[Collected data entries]
======
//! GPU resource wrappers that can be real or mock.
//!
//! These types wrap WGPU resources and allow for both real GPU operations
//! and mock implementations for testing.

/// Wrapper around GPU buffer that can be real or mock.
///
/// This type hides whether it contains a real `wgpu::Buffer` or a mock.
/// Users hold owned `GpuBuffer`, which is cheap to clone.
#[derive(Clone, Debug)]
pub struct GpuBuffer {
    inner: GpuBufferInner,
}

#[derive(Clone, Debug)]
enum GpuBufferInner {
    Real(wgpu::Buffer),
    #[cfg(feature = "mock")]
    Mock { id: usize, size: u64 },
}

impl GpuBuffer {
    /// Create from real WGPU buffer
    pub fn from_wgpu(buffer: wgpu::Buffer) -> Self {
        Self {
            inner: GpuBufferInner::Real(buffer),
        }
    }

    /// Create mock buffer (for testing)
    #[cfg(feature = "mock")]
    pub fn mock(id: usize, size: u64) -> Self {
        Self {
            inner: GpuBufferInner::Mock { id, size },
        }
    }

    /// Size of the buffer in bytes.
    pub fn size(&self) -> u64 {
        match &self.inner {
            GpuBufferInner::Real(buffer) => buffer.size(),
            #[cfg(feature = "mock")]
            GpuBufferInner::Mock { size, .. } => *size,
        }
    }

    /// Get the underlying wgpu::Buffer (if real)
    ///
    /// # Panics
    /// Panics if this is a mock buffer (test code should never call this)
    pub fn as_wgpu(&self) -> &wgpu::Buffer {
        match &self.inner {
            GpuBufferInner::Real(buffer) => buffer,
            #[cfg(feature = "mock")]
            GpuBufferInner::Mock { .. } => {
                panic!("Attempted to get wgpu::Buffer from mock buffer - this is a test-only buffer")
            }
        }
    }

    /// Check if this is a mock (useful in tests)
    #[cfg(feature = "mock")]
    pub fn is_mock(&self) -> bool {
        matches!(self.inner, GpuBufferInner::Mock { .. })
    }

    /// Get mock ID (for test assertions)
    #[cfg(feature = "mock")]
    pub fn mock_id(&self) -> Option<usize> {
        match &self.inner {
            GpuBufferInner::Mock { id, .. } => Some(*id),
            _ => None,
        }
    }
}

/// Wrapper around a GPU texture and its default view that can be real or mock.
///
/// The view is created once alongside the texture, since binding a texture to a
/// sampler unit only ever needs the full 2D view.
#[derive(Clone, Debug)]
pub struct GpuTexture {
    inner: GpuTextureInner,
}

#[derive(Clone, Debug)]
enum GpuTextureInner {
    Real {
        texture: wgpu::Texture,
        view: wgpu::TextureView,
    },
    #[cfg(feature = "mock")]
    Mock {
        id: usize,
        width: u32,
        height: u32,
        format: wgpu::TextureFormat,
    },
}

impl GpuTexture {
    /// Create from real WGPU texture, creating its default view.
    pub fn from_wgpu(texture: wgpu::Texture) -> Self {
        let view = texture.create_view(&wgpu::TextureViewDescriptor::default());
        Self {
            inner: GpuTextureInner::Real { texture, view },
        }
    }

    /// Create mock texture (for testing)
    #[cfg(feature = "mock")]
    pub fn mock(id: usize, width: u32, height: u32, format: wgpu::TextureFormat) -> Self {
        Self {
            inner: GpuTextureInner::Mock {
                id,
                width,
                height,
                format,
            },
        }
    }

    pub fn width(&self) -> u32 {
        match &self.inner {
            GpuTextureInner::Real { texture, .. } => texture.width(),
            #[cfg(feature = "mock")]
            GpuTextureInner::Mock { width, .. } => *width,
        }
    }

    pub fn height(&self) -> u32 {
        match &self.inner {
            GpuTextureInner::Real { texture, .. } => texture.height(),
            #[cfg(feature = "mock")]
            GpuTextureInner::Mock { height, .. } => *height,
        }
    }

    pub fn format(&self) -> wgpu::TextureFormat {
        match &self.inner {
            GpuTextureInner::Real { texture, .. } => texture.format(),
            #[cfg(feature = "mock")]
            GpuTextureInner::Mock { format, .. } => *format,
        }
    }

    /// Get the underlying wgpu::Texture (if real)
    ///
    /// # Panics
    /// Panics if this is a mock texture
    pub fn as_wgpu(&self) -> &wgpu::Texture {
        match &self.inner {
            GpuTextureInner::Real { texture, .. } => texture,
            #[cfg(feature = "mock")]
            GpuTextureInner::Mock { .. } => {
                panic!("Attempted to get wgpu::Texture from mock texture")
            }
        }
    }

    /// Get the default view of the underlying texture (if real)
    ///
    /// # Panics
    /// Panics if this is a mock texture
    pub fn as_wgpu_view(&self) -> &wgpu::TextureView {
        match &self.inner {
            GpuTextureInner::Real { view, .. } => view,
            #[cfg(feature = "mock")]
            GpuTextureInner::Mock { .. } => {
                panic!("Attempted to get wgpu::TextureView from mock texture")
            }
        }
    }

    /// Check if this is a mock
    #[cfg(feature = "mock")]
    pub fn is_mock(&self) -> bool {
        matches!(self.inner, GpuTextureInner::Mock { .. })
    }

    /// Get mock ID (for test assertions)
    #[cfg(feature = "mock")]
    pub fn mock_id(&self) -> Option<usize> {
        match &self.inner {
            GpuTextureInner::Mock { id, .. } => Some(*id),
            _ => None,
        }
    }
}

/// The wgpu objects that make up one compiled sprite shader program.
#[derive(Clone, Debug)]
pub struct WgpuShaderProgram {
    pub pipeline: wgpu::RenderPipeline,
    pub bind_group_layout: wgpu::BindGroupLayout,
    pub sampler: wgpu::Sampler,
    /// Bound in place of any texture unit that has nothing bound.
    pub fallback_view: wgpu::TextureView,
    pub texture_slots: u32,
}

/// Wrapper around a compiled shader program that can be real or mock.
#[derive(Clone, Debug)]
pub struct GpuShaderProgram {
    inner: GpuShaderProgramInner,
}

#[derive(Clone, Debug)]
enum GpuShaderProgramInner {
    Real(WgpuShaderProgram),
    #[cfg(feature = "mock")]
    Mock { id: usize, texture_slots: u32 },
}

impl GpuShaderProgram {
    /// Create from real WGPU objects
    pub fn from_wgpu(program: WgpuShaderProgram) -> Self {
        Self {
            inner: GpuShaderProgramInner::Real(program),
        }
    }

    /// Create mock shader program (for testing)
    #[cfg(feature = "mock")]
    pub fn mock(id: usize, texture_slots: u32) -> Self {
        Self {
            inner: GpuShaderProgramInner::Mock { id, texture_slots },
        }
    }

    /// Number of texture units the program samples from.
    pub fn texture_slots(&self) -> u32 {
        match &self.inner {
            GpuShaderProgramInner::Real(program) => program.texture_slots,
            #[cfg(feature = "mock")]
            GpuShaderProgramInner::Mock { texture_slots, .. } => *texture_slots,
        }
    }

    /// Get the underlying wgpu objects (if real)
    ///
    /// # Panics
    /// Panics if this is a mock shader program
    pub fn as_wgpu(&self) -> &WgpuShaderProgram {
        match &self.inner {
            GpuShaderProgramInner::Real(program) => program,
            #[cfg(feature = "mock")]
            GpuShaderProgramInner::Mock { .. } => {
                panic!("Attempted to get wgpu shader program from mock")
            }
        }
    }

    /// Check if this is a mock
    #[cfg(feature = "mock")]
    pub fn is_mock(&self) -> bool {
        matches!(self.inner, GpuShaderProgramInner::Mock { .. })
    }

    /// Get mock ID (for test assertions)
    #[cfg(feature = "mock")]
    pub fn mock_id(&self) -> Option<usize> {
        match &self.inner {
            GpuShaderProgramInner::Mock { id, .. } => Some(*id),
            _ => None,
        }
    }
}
======
Assignment: Reply with a lone number, the count of lines in the data that include the string "sampler".

Result: 2